For my former colleagues in gripe, that was the ultimate insult to their collective conscience. I, among many who have taken the high road to the north, were labelled sell-outs. But looking back, I have realised that it was among one of the best decisions that I  ever took. I have had some hard lessons drummed into my obstinate head. These I shall share with you today.

First, the world should not revolve around where you stay, or let us say, where you are stuck. It takes a lot of courage and sacrifice to get out of one’s comfort zone, but it’s necessary. Nigerian author, the late Elechi Amadi called it the herd instinct. If you share a position, get others to agree with you or get buy-in, you end up believing it’s justified.

The reality is that while you are stuck in a groove like a scratched vinyl record, the rest of the world is moving on without you. Others are spending sleepless nights looking for opportunities in the worst of situations. It’s the law of the jungle. Survival of the fittest.

Coming from this, I learnt the law of the concrete jungle: Survival of the fastest. If you snooze, you lose. Basically, this law says that it is not only know-how that wins the day, but know-who. You start building networks that will lead you to people who can make your dream a reality.

This does, and cannot happen if you are living in self-imposed darkness, being fed manure like mushrooms. 

The late Vice President John Landa Nkomo, with whom I spent countless hours picking each other’s brains, would say, “Walala, wasala,” literally translated as you snooze, you lose.

The second lesson was learning that it was not always about me. Any form of selfishness has its costs. It’s a moral lesson that when you have people lifting you up in this journey of life, never forget them when things come right. 

My late father laid the foundation to that lesson. I discovered that being generous, particularly to those in need, is a blessing.

God rewards those that help others when they have the capacity to do so. I quickly became aware that for as long as I was self-centred in the way I approached business or life in general, things seemed to get tougher. But the moment I started to treat money as a means to an end and not an end in itself, being hopelessly broke became a distant memory.

I discovered that one can be rich even when money was not part of the picture. There are so many valuable things that this short life has in store for us.
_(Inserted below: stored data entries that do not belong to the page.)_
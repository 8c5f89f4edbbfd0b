//! Parameter shapes accepted by the interpolation engine.

use std::collections::HashMap;
use std::fmt;
use std::sync::Arc;

/// Ambient data handed to computed values at substitution time.
pub type Context = HashMap<String, ParamValue>;

/// A raw substitution value: string, number, or null.
///
/// Values stringify canonically: integers without grouping separators, no
/// locale-aware formatting. `Null` is treated as absent, so the
/// placeholder it would fill is restored verbatim instead of rendering an
/// empty string.
#[derive(Debug, Clone, PartialEq)]
pub enum ParamValue {
    /// A string value, substituted as-is.
    Str(String),
    /// An integer value.
    Int(i64),
    /// A floating-point value.
    Float(f64),
    /// An absent value; its placeholder is left verbatim.
    Null,
}

impl ParamValue {
    /// Canonical string form, or `None` when the value is absent.
    #[must_use]
    pub fn render(&self) -> Option<String> {
        match self {
            Self::Str(text) => Some(text.clone()),
            Self::Int(n) => Some(n.to_string()),
            Self::Float(n) => Some(n.to_string()),
            Self::Null => None,
        }
    }
}

impl From<&str> for ParamValue {
    fn from(value: &str) -> Self {
        Self::Str(value.to_string())
    }
}

impl From<String> for ParamValue {
    fn from(value: String) -> Self {
        Self::Str(value)
    }
}

impl From<i64> for ParamValue {
    fn from(value: i64) -> Self {
        Self::Int(value)
    }
}

impl From<i32> for ParamValue {
    fn from(value: i32) -> Self {
        Self::Int(value.into())
    }
}

impl From<f64> for ParamValue {
    fn from(value: f64) -> Self {
        Self::Float(value)
    }
}

/// A placeholder value: a literal, or a computation invoked with the
/// ambient [`Context`] when substitution happens.
///
/// Computed values are the only place execution semantics enter the
/// engine; everything else is pure text substitution.
#[derive(Clone)]
pub enum Value {
    /// A plain value.
    Literal(ParamValue),
    /// Evaluated against the ambient context at substitution time.
    Computed(Arc<dyn Fn(&Context) -> ParamValue + Send + Sync>),
}

impl Value {
    /// Evaluates to a raw value, invoking computed callables with
    /// `context`.
    #[must_use]
    pub fn evaluate(&self, context: &Context) -> ParamValue {
        match self {
            Self::Literal(value) => value.clone(),
            Self::Computed(compute) => compute(context),
        }
    }

    /// Shorthand for a computed value.
    #[must_use]
    pub fn computed<F>(compute: F) -> Self
    where
        F: Fn(&Context) -> ParamValue + Send + Sync + 'static,
    {
        Self::Computed(Arc::new(compute))
    }
}

impl fmt::Debug for Value {
    fn fmt(&self, f: &mut fmt::Formatter<'_>) -> fmt::Result {
        match self {
            Self::Literal(value) => f.debug_tuple("Literal").field(value).finish(),
            Self::Computed(_) => f.write_str("Computed(..)"),
        }
    }
}

impl From<ParamValue> for Value {
    fn from(value: ParamValue) -> Self {
        Self::Literal(value)
    }
}

impl From<&str> for Value {
    fn from(value: &str) -> Self {
        Self::Literal(value.into())
    }
}

impl From<String> for Value {
    fn from(value: String) -> Self {
        Self::Literal(value.into())
    }
}

impl From<i64> for Value {
    fn from(value: i64) -> Self {
        Self::Literal(value.into())
    }
}

impl From<i32> for Value {
    fn from(value: i32) -> Self {
        Self::Literal(value.into())
    }
}

impl From<f64> for Value {
    fn from(value: f64) -> Self {
        Self::Literal(value.into())
    }
}

/// Interpolation parameters: an ordered sequence (positional) or a
/// name → value mapping (named). Never both for the same call; the
/// strategies dispatch on this tag.
#[derive(Debug, Clone)]
pub enum Params {
    /// Values addressed by `{{0}}`, `{{1}}`, …
    Positional(Vec<Value>),
    /// Values addressed by `${name}` or `{{name}}`.
    Named(HashMap<String, Value>),
}

impl Params {
    /// Builds positional parameters from anything convertible to values.
    #[must_use]
    pub fn positional<I, V>(values: I) -> Self
    where
        I: IntoIterator<Item = V>,
        V: Into<Value>,
    {
        Self::Positional(values.into_iter().map(Into::into).collect())
    }

    /// Builds named parameters from `(name, value)` pairs.
    #[must_use]
    pub fn named<I, K, V>(entries: I) -> Self
    where
        I: IntoIterator<Item = (K, V)>,
        K: Into<String>,
        V: Into<Value>,
    {
        Self::Named(entries.into_iter().map(|(k, v)| (k.into(), v.into())).collect())
    }
}
//! Core types used throughout the engine.

use std::collections::HashMap;
use std::sync::Arc;

/// Identifier for a language/locale variant (e.g. "en", "vi").
///
/// Compared by exact string match; no case or region-subtag normalization
/// is performed.
pub type LanguageId = String;

/// Resolved key → string data for one language.
///
/// Keys are flat and dot-separated (e.g. "auth.login"). Nested resource
/// documents are flattened into this form when loaded, so flat and
/// dot-path addressing behave identically.
pub type TranslationMap = HashMap<String, String>;

/// Event published to subscribers whenever the active language finishes
/// changing.
#[derive(Debug, Clone)]
pub struct LanguageChangeEvent {
    /// The now-active language.
    pub lang: LanguageId,
    /// Translation data of the now-active language.
    pub data: Arc<TranslationMap>,
}

/// Lifecycle state of the engine.
#[derive(Debug, Clone, PartialEq, Eq)]
pub enum EngineState {
    /// No language change has been requested yet.
    Uninitialized,
    /// A language change is in progress.
    Loading(LanguageId),
    /// The language loaded successfully and is active.
    Ready(LanguageId),
    /// The most recent language change failed. The previously active
    /// language, if any, is still in effect.
    Error(LanguageId),
}

impl EngineState {
    /// Returns `true` while a language change is in progress.
    #[must_use]
    pub const fn is_loading(&self) -> bool {
        matches!(self, Self::Loading(_))
    }

    /// The language this state refers to, if any.
    #[must_use]
    pub fn lang(&self) -> Option<&str> {
        match self {
            Self::Uninitialized => None,
            Self::Loading(lang) | Self::Ready(lang) | Self::Error(lang) => Some(lang.as_str()),
        }
    }
}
Only if we stopped and cared to listen and observe. I have learnt to take long walks to take in the scenery and watch the world go by especially in the morning.

It also allows one to review the previous day and gear up for the coming one. You clear your mind through meditation, something that I mastered on the mountains of Kanye in Botswana. We allow too much chatter in our minds to the extent that it crowds out that tiny voice called your conscience.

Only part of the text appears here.